Los retos en los avances tecnológicos no pueden mermar el equilibrio intelectual de la nueva cuna que será caudal del éxito o fracaso del proyecto educativo a largo plazo. Aunado a todo esto, ahora el sector productivo mexicano se enfrenta a un nuevo algoritmo con las políticas del norte, en materia de repatriación, y es el hecho de saber que el trabajador mexicano, que conoce el sistema norteamericano, ahora tiene maestría en varias ramas, por citar algunas, tiene fuerte experiencia laboral, trabaja largas jornadas y conoce más de sus derechos laborales; en su mayoría son bilingües, saben trabajar bajo presión y el modelo anglosajón les ha mostrado el rostro del valor adquisitivo, por eso, administran para el futuro y escalan puestos para lograr sus metas. Hablo solo de los que se incorporan al ejercicio laboral, porque quienes están preparados para arrancar un pequeño negocio también serán fuertes ante la competencia que ya esté instalada.
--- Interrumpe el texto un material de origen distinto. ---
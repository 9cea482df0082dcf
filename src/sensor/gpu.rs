/*
 * This file is part of fanhal.
 *
 * Copyright (C) 2025 fanhal contributors
 *
 * fanhal is free software: you can redistribute it and/or modify
 * it under the terms of the GNU General Public License as published by
 * the Free Software Foundation, either version 3 of the License, or
 * (at your option) any later version.
 *
 * fanhal is distributed in the hope that it will be useful,
 * but WITHOUT ANY WARRANTY; without even the implied warranty of
 * MERCHANTABILITY or FITNESS FOR A PARTICULAR PURPOSE. See the
 * GNU General Public License for more details.
 *
 * You should have received a copy of the GNU General Public License
 * along with fanhal. If not, see <https://www.gnu.org/licenses/>.
 */

//! NVIDIA GPU core temperature via NVML

use fh_error::{FanhalError, Result};
use fh_native::{Nvml, NvmlDevice};
use tracing::{debug, error, warn};

use super::{ReadTemps, SensorBase};
use crate::temps::TemperatureBuffer;

/// One GPU behind a vendor management library
#[cfg_attr(test, mockall::automock)]
pub trait GpuBackend: Send {
    fn device_name(&self) -> Result<String>;

    /// Core temperature in whole degrees Celsius
    fn temperature(&self) -> Result<u32>;

    fn shutdown(&mut self) -> Result<()>;
}

/// An NVML session bound to the device it was opened for
pub struct NvmlGpu {
    nvml: Nvml,
    device: NvmlDevice,
}

impl NvmlGpu {
    pub fn open(bus_id: &str) -> Result<Self> {
        let nvml = Nvml::load()?;
        let device = nvml.device_by_pci_bus_id(bus_id)?;
        Ok(Self { nvml, device })
    }
}

impl GpuBackend for NvmlGpu {
    fn device_name(&self) -> Result<String> {
        self.nvml.device_name(self.device)
    }

    fn temperature(&self) -> Result<u32> {
        self.nvml.temperature(self.device)
    }

    fn shutdown(&mut self) -> Result<()> {
        self.nvml.shutdown()
    }
}

pub struct GpuSensorDriver {
    base: SensorBase,
    backend: Option<Box<dyn GpuBackend>>,
}

impl GpuSensorDriver {
    /// `bus_id` is a PCI bus id such as `0000:01:00.0`
    pub fn new(bus_id: &str) -> Result<Self> {
        let gpu = NvmlGpu::open(bus_id)?;
        Ok(Self::with_backend(bus_id, Box::new(gpu)))
    }

    pub(crate) fn with_backend(bus_id: &str, backend: Box<dyn GpuBackend>) -> Self {
        match backend.device_name() {
            Ok(name) => debug!("{}: Initialized NVML sensor on {}", bus_id, name),
            Err(e) => warn!("{}: Initialized NVML sensor, device name unknown: {}", bus_id, e),
        }

        let mut base = SensorBase::new(bus_id);
        base.set_num_temps(1);
        Self {
            base,
            backend: Some(backend),
        }
    }

    /// End the vendor library session and unload it. Only the first call does
    /// anything; reads afterwards fail.
    pub fn shutdown(&mut self) -> Result<()> {
        match self.backend.take() {
            Some(mut backend) => backend.shutdown(),
            None => Ok(()),
        }
    }
}

impl ReadTemps for GpuSensorDriver {
    fn base(&self) -> &SensorBase {
        &self.base
    }

    fn base_mut(&mut self) -> &mut SensorBase {
        &mut self.base
    }

    fn read_temps(&mut self, temps: &mut TemperatureBuffer) -> Result<()> {
        let backend = self.backend.as_ref().ok_or_else(|| {
            FanhalError::system(format!("{}: NVML has been shut down", self.base.path().display()))
        })?;
        let temp = backend.temperature()?;
        let temp = i32::try_from(temp).map_err(|_| {
            FanhalError::system(format!(
                "{}: GPU temperature {} is out of range",
                self.base.path().display(),
                temp
            ))
        })?;
        temps.push(temp);
        Ok(())
    }
}

impl Drop for GpuSensorDriver {
    fn drop(&mut self) {
        if let Err(e) = self.shutdown() {
            error!("Failed to shut down NVML driver: {}", e);
        }
    }
}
La preparación académica, por supuesto, es muy importante en la agenda del nuevo Poder Ejecutivo, pero esta no garantizará nunca el éxito de un graduado, esto requerirá del compromiso personal y la respuesta ante la autorreflexión: ¿Qué estoy haciendo? Acaso, ¿pico una roca?, ¿le doy forma a una pieza de mármol?, o ¿estoy construyendo en mi vida una hermosa catedral?
Como dijo el Profe Talo: ¡Hay se los dejo de tarea!